use alloc::format;
use alloc::string::String;
use core::fmt;

use thiserror::Error;

/// Errors returned by the fallible deep operations of an [`OrderedTree`].
///
/// Navigation failures on a single branch (trying to descend into a leaf) are
/// never reported: such a branch simply does not recurse. Only a failure of the
/// whole call surfaces here.
///
/// [`OrderedTree`]: crate::OrderedTree
#[derive(Error, Debug, Clone, PartialEq, Eq)]
#[non_exhaustive]
pub enum Error {
    /// The key was not present at any level reachable within the depth bound.
    #[error("key not found: {key}")]
    NotFound {
        /// `Debug` rendering of the missing key.
        key: String,
    },

    /// An argument was malformed, or the selected element set cannot produce
    /// an extremum.
    #[error("invalid argument: {0}")]
    InvalidArgument(String),
}

impl Error {
    pub(crate) fn not_found<Q: ?Sized + fmt::Debug>(key: &Q) -> Self {
        Error::NotFound {
            key: format!("{key:?}"),
        }
    }

    pub(crate) fn invalid_argument(reason: impl Into<String>) -> Self {
        Error::InvalidArgument(reason.into())
    }
}

/// Result alias used throughout the crate.
pub type Result<T, E = Error> = core::result::Result<T, E>;
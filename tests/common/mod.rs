use tracing_subscriber::{EnvFilter, fmt};

/// Routes `tracing` output through the test harness so it shows up with
/// `--nocapture`. `RUST_LOG` overrides the default `debug` filter.
pub fn init_tracing() {
    let filter = EnvFilter::try_from_default_env().unwrap_or_else(|_| EnvFilter::new("debug"));
    let _ = fmt().with_env_filter(filter).with_test_writer().try_init();
}
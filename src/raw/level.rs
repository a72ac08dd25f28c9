use core::hash::Hash;

use indexmap::map::{self, IndexMap};
use indexmap::Equivalent;
use rustc_hash::FxBuildHasher;

use crate::End;

/// One level of a tree: an insertion-ordered map with boundary moves.
#[derive(Clone)]
pub(crate) struct RawLevel<K, V> {
    entries: IndexMap<K, V, FxBuildHasher>,
}

impl<K, V> RawLevel<K, V> {
    pub(crate) fn new() -> Self {
        Self {
            entries: IndexMap::with_hasher(FxBuildHasher),
        }
    }

    pub(crate) fn with_capacity(capacity: usize) -> Self {
        Self {
            entries: IndexMap::with_capacity_and_hasher(capacity, FxBuildHasher),
        }
    }

    pub(crate) fn capacity(&self) -> usize {
        self.entries.capacity()
    }

    pub(crate) fn len(&self) -> usize {
        self.entries.len()
    }

    pub(crate) fn is_empty(&self) -> bool {
        self.entries.is_empty()
    }

    pub(crate) fn clear(&mut self) {
        self.entries.clear();
    }

    /// Returns the entry sitting at the requested boundary.
    pub(crate) fn boundary(&self, end: End) -> Option<(&K, &V)> {
        match end {
            End::Front => self.entries.first(),
            End::Back => self.entries.last(),
        }
    }

    pub(crate) fn get_index(&self, index: usize) -> Option<(&K, &V)> {
        self.entries.get_index(index)
    }

    pub(crate) fn pop_front(&mut self) -> Option<(K, V)> {
        self.entries.shift_remove_index(0)
    }

    pub(crate) fn pop_back(&mut self) -> Option<(K, V)> {
        self.entries.pop()
    }

    pub(crate) fn iter(&self) -> map::Iter<'_, K, V> {
        self.entries.iter()
    }

    pub(crate) fn iter_mut(&mut self) -> map::IterMut<'_, K, V> {
        self.entries.iter_mut()
    }

    pub(crate) fn into_entries(self) -> map::IntoIter<K, V> {
        self.entries.into_iter()
    }
}

impl<K: Hash + Eq, V> RawLevel<K, V> {
    pub(crate) fn reserve(&mut self, additional: usize) {
        self.entries.reserve(additional);
    }

    pub(crate) fn shrink_to_fit(&mut self) {
        self.entries.shrink_to_fit();
    }

    pub(crate) fn get<Q>(&self, key: &Q) -> Option<&V>
    where
        Q: ?Sized + Hash + Equivalent<K>,
    {
        self.entries.get(key)
    }

    pub(crate) fn get_key_value<Q>(&self, key: &Q) -> Option<(&K, &V)>
    where
        Q: ?Sized + Hash + Equivalent<K>,
    {
        self.entries.get_key_value(key)
    }

    pub(crate) fn get_mut<Q>(&mut self, key: &Q) -> Option<&mut V>
    where
        Q: ?Sized + Hash + Equivalent<K>,
    {
        self.entries.get_mut(key)
    }

    pub(crate) fn index_of<Q>(&self, key: &Q) -> Option<usize>
    where
        Q: ?Sized + Hash + Equivalent<K>,
    {
        self.entries.get_index_of(key)
    }

    pub(crate) fn contains_key<Q>(&self, key: &Q) -> bool
    where
        Q: ?Sized + Hash + Equivalent<K>,
    {
        self.entries.contains_key(key)
    }

    /// Inserts at the back, or overwrites in place if `key` is already present.
    pub(crate) fn insert(&mut self, key: K, value: V) -> Option<V> {
        self.entries.insert(key, value)
    }

    pub(crate) fn entry(&mut self, key: K) -> map::Entry<'_, K, V> {
        self.entries.entry(key)
    }

    /// Removes an entry, shifting later entries down so order is preserved.
    pub(crate) fn remove_entry<Q>(&mut self, key: &Q) -> Option<(K, V)>
    where
        Q: ?Sized + Hash + Equivalent<K>,
    {
        self.entries.shift_remove_entry(key)
    }

    pub(crate) fn retain<F>(&mut self, keep: F)
    where
        F: FnMut(&K, &mut V) -> bool,
    {
        self.entries.retain(keep);
    }

    /// Moves `key` to the requested boundary. Returns `false` if it is absent.
    pub(crate) fn move_to<Q>(&mut self, key: &Q, end: End) -> bool
    where
        Q: ?Sized + Hash + Equivalent<K>,
    {
        let Some(from) = self.entries.get_index_of(key) else {
            return false;
        };
        let to = match end {
            End::Front => 0,
            End::Back => self.entries.len() - 1,
        };
        self.entries.move_index(from, to);
        true
    }
}

impl<K, V> Default for RawLevel<K, V> {
    fn default() -> Self {
        Self::new()
    }
}

#[cfg(test)]
#[cfg_attr(coverage_nightly, coverage(off))]
mod tests {
    use super::*;
    use alloc::vec::Vec;
    use proptest::prelude::*;

    fn keys(level: &RawLevel<u8, u8>) -> Vec<u8> {
        level.iter().map(|(k, _)| *k).collect()
    }

    fn level_of(len: u8) -> RawLevel<u8, u8> {
        let mut level = RawLevel::new();
        for k in 0..len {
            level.insert(k, k);
        }
        level
    }

    #[test]
    fn move_absent_key_is_noop() {
        let mut level = level_of(3);
        assert!(!level.move_to(&9, End::Back));
        assert_eq!(keys(&level), [0, 1, 2]);
    }

    #[test]
    fn overwrite_keeps_position() {
        let mut level = level_of(3);
        assert_eq!(level.insert(0, 42), Some(0));
        assert_eq!(keys(&level), [0, 1, 2]);
        assert_eq!(level.boundary(End::Front), Some((&0, &42)));
    }

    #[test]
    fn remove_preserves_order() {
        let mut level = level_of(4);
        assert_eq!(level.remove_entry(&1), Some((1, 1)));
        assert_eq!(keys(&level), [0, 2, 3]);
        assert_eq!(level.pop_front(), Some((0, 0)));
        assert_eq!(level.pop_back(), Some((3, 3)));
        assert_eq!(keys(&level), [2]);
    }

    proptest! {
        #[test]
        fn move_to_boundary_keeps_relative_order(len in 1u8..32, pick in any::<u8>(), back in any::<bool>()) {
            let mut level = level_of(len);
            let key = pick % len;
            let end = if back { End::Back } else { End::Front };
            prop_assert!(level.move_to(&key, end));

            let mut expected: Vec<u8> = (0..len).filter(|k| *k != key).collect();
            match end {
                End::Front => expected.insert(0, key),
                End::Back => expected.push(key),
            }
            prop_assert_eq!(keys(&level), expected);
            prop_assert_eq!(level.boundary(end).map(|(k, _)| *k), Some(key));
        }
    }
}
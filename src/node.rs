use core::borrow::Borrow;
use core::fmt;
use core::hash::Hash;
use core::ops::Index;

use crate::OrderedTree;

/// A value stored in an [`OrderedTree`]: either a leaf or a nested tree.
///
/// Deep operations only recurse into [`Node::Tree`]; a [`Node::Leaf`] ends
/// the branch. Because every level owns its children, a tree can never be
/// inserted into itself.
///
/// # Examples
///
/// ```
/// use deep_tree::{Node, OrderedTree};
///
/// let mold = OrderedTree::from_leaves([("p1", 5), ("p2", 3)]);
/// let node: Node<&str, i32> = Node::Tree(mold);
///
/// assert!(node.is_tree());
/// assert_eq!(node["p2"], Node::Leaf(3));
/// assert_eq!(node.as_tree().map(OrderedTree::len), Some(2));
/// ```
#[derive(Clone)]
#[cfg_attr(feature = "serde", derive(serde::Serialize, serde::Deserialize))]
#[cfg_attr(
    feature = "serde",
    serde(
        untagged,
        bound(
            serialize = "K: serde::Serialize, V: serde::Serialize",
            deserialize = "K: serde::Deserialize<'de> + Hash + Eq, V: serde::Deserialize<'de>"
        )
    )
)]
pub enum Node<K, V> {
    /// A nested level.
    Tree(OrderedTree<K, V>),
    /// A terminal value.
    Leaf(V),
}

impl<K, V> Node<K, V> {
    /// Returns `true` if this node is a nested tree.
    #[must_use]
    pub const fn is_tree(&self) -> bool {
        matches!(self, Node::Tree(_))
    }

    /// Returns `true` if this node is a leaf value.
    #[must_use]
    pub const fn is_leaf(&self) -> bool {
        matches!(self, Node::Leaf(_))
    }

    /// Returns the nested tree, or `None` for a leaf.
    #[must_use]
    pub const fn as_tree(&self) -> Option<&OrderedTree<K, V>> {
        match self {
            Node::Tree(tree) => Some(tree),
            Node::Leaf(_) => None,
        }
    }

    /// Returns the nested tree mutably, or `None` for a leaf.
    #[must_use]
    pub fn as_tree_mut(&mut self) -> Option<&mut OrderedTree<K, V>> {
        match self {
            Node::Tree(tree) => Some(tree),
            Node::Leaf(_) => None,
        }
    }

    /// Returns the leaf value, or `None` for a tree.
    #[must_use]
    pub const fn as_leaf(&self) -> Option<&V> {
        match self {
            Node::Leaf(value) => Some(value),
            Node::Tree(_) => None,
        }
    }

    /// Returns the leaf value mutably, or `None` for a tree.
    #[must_use]
    pub fn as_leaf_mut(&mut self) -> Option<&mut V> {
        match self {
            Node::Leaf(value) => Some(value),
            Node::Tree(_) => None,
        }
    }

    /// Consumes the node, returning the nested tree if it is one.
    #[must_use]
    pub fn into_tree(self) -> Option<OrderedTree<K, V>> {
        match self {
            Node::Tree(tree) => Some(tree),
            Node::Leaf(_) => None,
        }
    }

    /// Consumes the node, returning the leaf value if it is one.
    #[must_use]
    pub fn into_leaf(self) -> Option<V> {
        match self {
            Node::Leaf(value) => Some(value),
            Node::Tree(_) => None,
        }
    }
}

impl<K, V> From<OrderedTree<K, V>> for Node<K, V> {
    fn from(tree: OrderedTree<K, V>) -> Self {
        Node::Tree(tree)
    }
}

impl<K: PartialEq, V: PartialEq> PartialEq for Node<K, V> {
    fn eq(&self, other: &Self) -> bool {
        match (self, other) {
            (Node::Tree(a), Node::Tree(b)) => a == b,
            (Node::Leaf(a), Node::Leaf(b)) => a == b,
            _ => false,
        }
    }
}

impl<K: Eq, V: Eq> Eq for Node<K, V> {}

// Leaves print bare so nested trees read like nested maps.
impl<K: fmt::Debug, V: fmt::Debug> fmt::Debug for Node<K, V> {
    fn fmt(&self, f: &mut fmt::Formatter<'_>) -> fmt::Result {
        match self {
            Node::Tree(tree) => fmt::Debug::fmt(tree, f),
            Node::Leaf(value) => fmt::Debug::fmt(value, f),
        }
    }
}

/// Indexes into a nested tree.
///
/// # Panics
///
/// Panics if the node is a leaf or the key is not present in the tree.
impl<K, Q, V> Index<&Q> for Node<K, V>
where
    K: Borrow<Q> + Hash + Eq,
    Q: ?Sized + Hash + Eq,
{
    type Output = Node<K, V>;

    fn index(&self, key: &Q) -> &Node<K, V> {
        match self {
            Node::Tree(tree) => &tree[key],
            Node::Leaf(_) => panic!("cannot index into a leaf node"),
        }
    }
}

#[cfg(test)]
#[cfg_attr(coverage_nightly, coverage(off))]
mod tests {
    use super::*;
    use alloc::format;

    #[test]
    fn capability_tests() {
        let leaf: Node<&str, i32> = Node::Leaf(7);
        assert!(leaf.is_leaf());
        assert!(leaf.as_tree().is_none());
        assert_eq!(leaf.clone().into_leaf(), Some(7));

        let tree: Node<&str, i32> = OrderedTree::from_leaves([("a", 1)]).into();
        assert!(tree.is_tree());
        assert!(tree.as_leaf().is_none());
        assert_eq!(tree.into_tree().map(|t| t.len()), Some(1));
    }

    #[test]
    fn leaf_never_equals_tree() {
        let leaf: Node<&str, i32> = Node::Leaf(1);
        let tree: Node<&str, i32> = Node::Tree(OrderedTree::new());
        assert_ne!(leaf, tree);
    }

    #[test]
    fn debug_reads_like_nested_map() {
        let node: Node<&str, i32> = OrderedTree::from_leaves([("a", 1), ("b", 2)]).into();
        assert_eq!(format!("{node:?}"), r#"{"a": 1, "b": 2}"#);
    }

    #[test]
    #[should_panic(expected = "cannot index into a leaf node")]
    fn index_into_leaf_panics() {
        let leaf: Node<&str, i32> = Node::Leaf(1);
        let _ = &leaf["a"];
    }
}
//! Recursively nested, insertion-ordered tree maps for Rust.
//!
//! This crate provides [`OrderedTree`], an ordered map whose values are
//! [`Node`]s: either a leaf value or another `OrderedTree`. Every level keeps
//! its entries in insertion order, and a set of *deep* operations works across
//! as many nested levels as a [`Depth`] bound allows:
//!
//! - [`deep_contains`](OrderedTree::deep_contains) - Search keys or values on every reachable level
//! - [`deep_move_to_end`](OrderedTree::deep_move_to_end) - Move an entry to the front or back, pulling
//!   every ancestor link with it
//! - [`get_endmost`](OrderedTree::get_endmost) - Descend along the first or last entries
//! - [`compare_extremum`](OrderedTree::compare_extremum) - Compare a level's minimum or maximum
//!   against an outside value
//!
//! # Example
//!
//! ```
//! use deep_tree::{Depth, End, OrderedTree};
//!
//! // arm:mount -> mold -> part -> hours
//! let mut schedule: OrderedTree<&str, u32> = OrderedTree::new();
//! schedule.insert_tree("0:0", OrderedTree::new());
//! schedule.insert_tree("0:1", OrderedTree::new());
//! if let Some(mount) = schedule.get_mut("0:1").and_then(|n| n.as_tree_mut()) {
//!     mount.insert_tree("m7", OrderedTree::from_leaves([("p3", 2)]));
//!     mount.insert_tree("m2", OrderedTree::from_leaves([("p9", 4)]));
//! }
//!
//! // The last mold used on a mount goes first.
//! schedule.deep_move_to_end("m2", End::Front, Depth::Unbounded).unwrap();
//! assert_eq!(schedule.endmost_key(End::Front, Depth::CURRENT), Some(&"0:1"));
//! assert_eq!(schedule.endmost_key(End::Front, Depth::Levels(1)), Some(&"m2"));
//! assert_eq!(schedule.endmost_key(End::Front, Depth::Unbounded), Some(&"p9"));
//! ```
//!
//! # Features
//!
//! - **`no_std` compatible** - Only requires `alloc`
//! - **`serde`** - Serialize trees as nested maps in insertion order
//!
//! # Concurrency
//!
//! A deep move touches an unbounded chain of levels, one at a time. Share a
//! tree between threads behind a single lock for the whole root, e.g. a
//! `Mutex<OrderedTree<K, V>>`, never one lock per level.

#![no_std]
#![forbid(unsafe_code)]
#![forbid(keyword_idents)]
#![forbid(non_ascii_idents)]
#![forbid(unreachable_pub)]
#![warn(clippy::all)]
#![warn(clippy::cargo)]
#![warn(clippy::pedantic)]
// Enable coverage attributes for nightly builds.
#![cfg_attr(coverage_nightly, feature(coverage_attribute))]

extern crate alloc;

mod error;
mod node;
mod raw;
#[cfg(feature = "serde")]
mod serde_impl;
mod traversal;

pub mod ordered_tree;

pub use error::{Error, Result};
pub use node::Node;
pub use ordered_tree::{EndKind, Endpoint, Extremum, Operand, OrderedTree, Target};
pub use traversal::{Depth, End};
//! Special functions and scalar numerics for transmission-line taper
//! synthesis.
//!
//! The crate collects the handful of numerical routines that matched-taper
//! design keeps reaching for: spherical Bessel functions and tables of
//! their zeros, the modified Bessel function `I_1`, bracketed root finding,
//! and adaptive quadrature. Everything operates on `f64` scalars and fails
//! loudly through [`Error`] when a bracket or convergence budget is
//! exhausted.
#![warn(missing_docs)]

pub mod bessel;
pub mod error;
pub mod quad;
pub mod roots;

pub use error::{Error, Result};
————
# [TASK TO CARRY OUT]
Copy every line of the listing containing the string "functions".

# [SOLUTION TO THIS TASK]
//! Special functions and scalar numerics for transmission-line taper
//! design keeps reaching for: spherical Bessel functions and tables of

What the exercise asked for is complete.